Interview: Michael Hannibal, Partner, Copenhagen Infrastructure Partners

If you want to be a major player in offshore wind in 2022, focusing solely on offshore wind is not enough.


March 24, 2022

If you want to be a major player in offshore wind in 2022, focusing solely on offshore wind is not enough. Companies need to get to grips with emerging technologies such as power-to-X systems if they want to remain relevant for the next decade.

This is a major focus for Copenhagen Infrastructure Partners, which was set up in 2012 and now manages assets worth more than €16bn in eight funds that span Europe, Asia-Pacific, North America and other emerging markets. It plans to grow this to €100bn deployed into green energy investments by 2030.
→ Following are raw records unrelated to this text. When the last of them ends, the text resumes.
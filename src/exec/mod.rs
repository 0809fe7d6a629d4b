// src/exec/mod.rs

//! Process execution layer.
//!
//! - [`backend`] provides the `CommandRunner` trait the supervisor launches
//!   through, so tests can swap in a fake.
//! - [`process`] is the real runner: `tokio::process`, its own process group,
//!   polite stop then forced kill, optional output capture.

pub mod backend;
pub mod process;

pub use backend::CommandRunner;
pub use process::ProcessRunner;
use clap::ValueEnum;
use serde::Deserialize;

/// What a poll cycle does with paths that were present last cycle but are
/// gone now.
///
/// - `Restart`: a removal counts as a change and restarts the command
///   (default).
/// - `Ignore`: removals are pruned from the snapshot silently; only added or
///   modified entries restart the command.
#[derive(Debug, Clone, Copy, PartialEq, Eq, Deserialize, ValueEnum)]
#[serde(rename_all = "lowercase")]
pub enum DeletionPolicy {
    Ignore,
    Restart,
}

impl Default for DeletionPolicy {
    fn default() -> Self {
        DeletionPolicy::Restart
    }
}

/// What a poll cycle does when a directory cannot be read after startup.
///
/// The initial walk ignores this and always fails hard.
#[derive(Debug, Clone, Copy, PartialEq, Eq, Deserialize, ValueEnum)]
#[serde(rename_all = "lowercase")]
pub enum ReadErrorPolicy {
    /// Stop watching and exit non-zero.
    Fail,
    /// Log a warning, keep the last known state of that subtree, carry on.
    Skip,
}

impl Default for ReadErrorPolicy {
    fn default() -> Self {
        ReadErrorPolicy::Skip
    }
}

/// Where the supervised command's stdout/stderr go.
#[derive(Debug, Clone, Copy, PartialEq, Eq)]
pub enum OutputMode {
    /// Child shares our terminal.
    Inherit,
    /// Child output is piped and forwarded line by line through `tracing`.
    Capture,
}

impl Default for OutputMode {
    fn default() -> Self {
        OutputMode::Inherit
    }
}
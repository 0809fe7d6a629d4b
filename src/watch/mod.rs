// src/watch/mod.rs

//! Polling change detection.
//!
//! This module is responsible for:
//! - Walking the watched tree without recursion, skipping hidden entries.
//! - Diffing each walk against the previous one by size/mtime.
//! - Posting at most one best-effort notification per poll cycle.
//!
//! It does **not** know about processes; its only output is the
//! notification channel.

pub mod detector;
pub mod notifier;
pub mod snapshot;
pub mod walker;

pub use detector::{ChangeDetector, CycleReport, PollingDetector};
pub use notifier::{notification_channel, Notifier, PostOutcome};
pub use snapshot::{Change, Snapshot};
pub use walker::{is_hidden, walk_tree, WalkOutcome};
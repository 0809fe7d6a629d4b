#![allow(dead_code)]

pub use pollwatch_test_utils::{builders, fake_runner, init_tracing, with_timeout};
We spoke to Michael Hannibal, partner at CIP, for a video interview before the ‘Wind Investment Trends 2022’ report that we released last month.

He shared insights into CIP’s latest developments in offshore wind and power-to-X; obstacles that could hold back the expansion of wind; and the impact of localisation policies on supply chains.

Seabed successes

CIP has started 2022 with winning bids in the two biggest seabed leasing auctions of the year so far. In January, CIP and its partners Marubeni and SSE Renewables secured the right to develop a 2.6GW floating wind farm in UK waters in the 25GW ScotWind auction.

The firm followed this in February by winning the right to develop a site off the US east coast in a vehicle called Mid-Atlantic Offshore Wind, for $285m. This helps CIP to further reinforce its status in US offshore wind following the 800MW Vineyard Wind 1 project, which reached its $2.3bn financial close in September 2021. The first power from Vineyard Wind 1 is due to be delivered to the grid in 2023.

Hannibal said the benefit of large seabed leasing rounds such as ScotWind is that it establishes a clear pipeline of projects and gives companies confidence to invest in the supply chain.

This is especially important for floating wind, which has a long way to go to ensure it competes commercially with fixed-bottom projects: “Coming out with larger targets, goals and ambitions then help to drive the further industrialisation in the market,” he said.

Hannibal said one concern he has is that countries are seeking to establish tougher rules on local content, which can be a barrier to investment in the optimal supply chain. He said this ‘localisation’ is a form of protectionism.

“It would be good if there could be some sort of regional localisation in Asia, some localisation in the US, some localisation in Europe, so that we could basically have fully utilised factories and fully utilised supply chains,” he explained. “We could, in that way, make sure you get a healthy value chain where [firms are] not forced to, basically, invest into all countries.”

The offshore wind industry has spent 30 years to get to total installed wind capacity of 48GW, but now it needs to grow more quickly and needs a supply chain that can fit that. Hannibal said offshore wind could make up 20%-25% of global wind by 2025, and added that the company is pursuing opportunities in Asia too: it is working on two projects in Taiwan, and looking at opportunities in Japan and South Korea.

Power-to-X potential

But it will not simply be standalone offshore wind projects that define the success of the sector. Companies are also pursuing power-to-X projects that use electricity from offshore wind farms to produce renewable fuels for hard-to-abate sectors, including transport and infrastructure.

For CIP, these include a project in the town of Esbjerg on the west coast of Denmark that would be Europe’s largest production facility for green ammonia, announced in February 2021; a power-to-X plant in Aalborg, Denmark, to produce green methanol from carbon dioxide from a waste incineration facility; and the Murchison Renewable Hydrogen Project in Australia, that would produce green hydrogen from 5GW of wind and solar.

It also unveiled plans for a green ammonia facility in Norway last month.

CIP is investing in power-to-X projects via dedicated fund CI Energy Transition Fund 1, which was formed in June 2021 with €800m and is due to reach a final close this month. The fund’s focus is power-to-X projects to help decarbonise hard-to-abate sectors in low-risk parts of Western Europe, North America, Asia and Australia.

“We have several [of these projects] so we do see a huge need. If we are to meet the climate challenge then power-to-X will be a vital part of that for hard-to-abate sectors: vessels, trucks, airplanes. They need a power-to-X fuel and are not suited well for the green electrons,” said Hannibal.

Finally, he shared his concerns that the energy transition could be derailed by slow permitting, and proposed that consenting processes could be harmonised in Europe, the US and Asia to increase.

“The capital is there, the projects are there… [but] I fear that permit consenting will be… too slow for fulfilling a lot of governments’ real targets and where they want to be in 2030,” he said.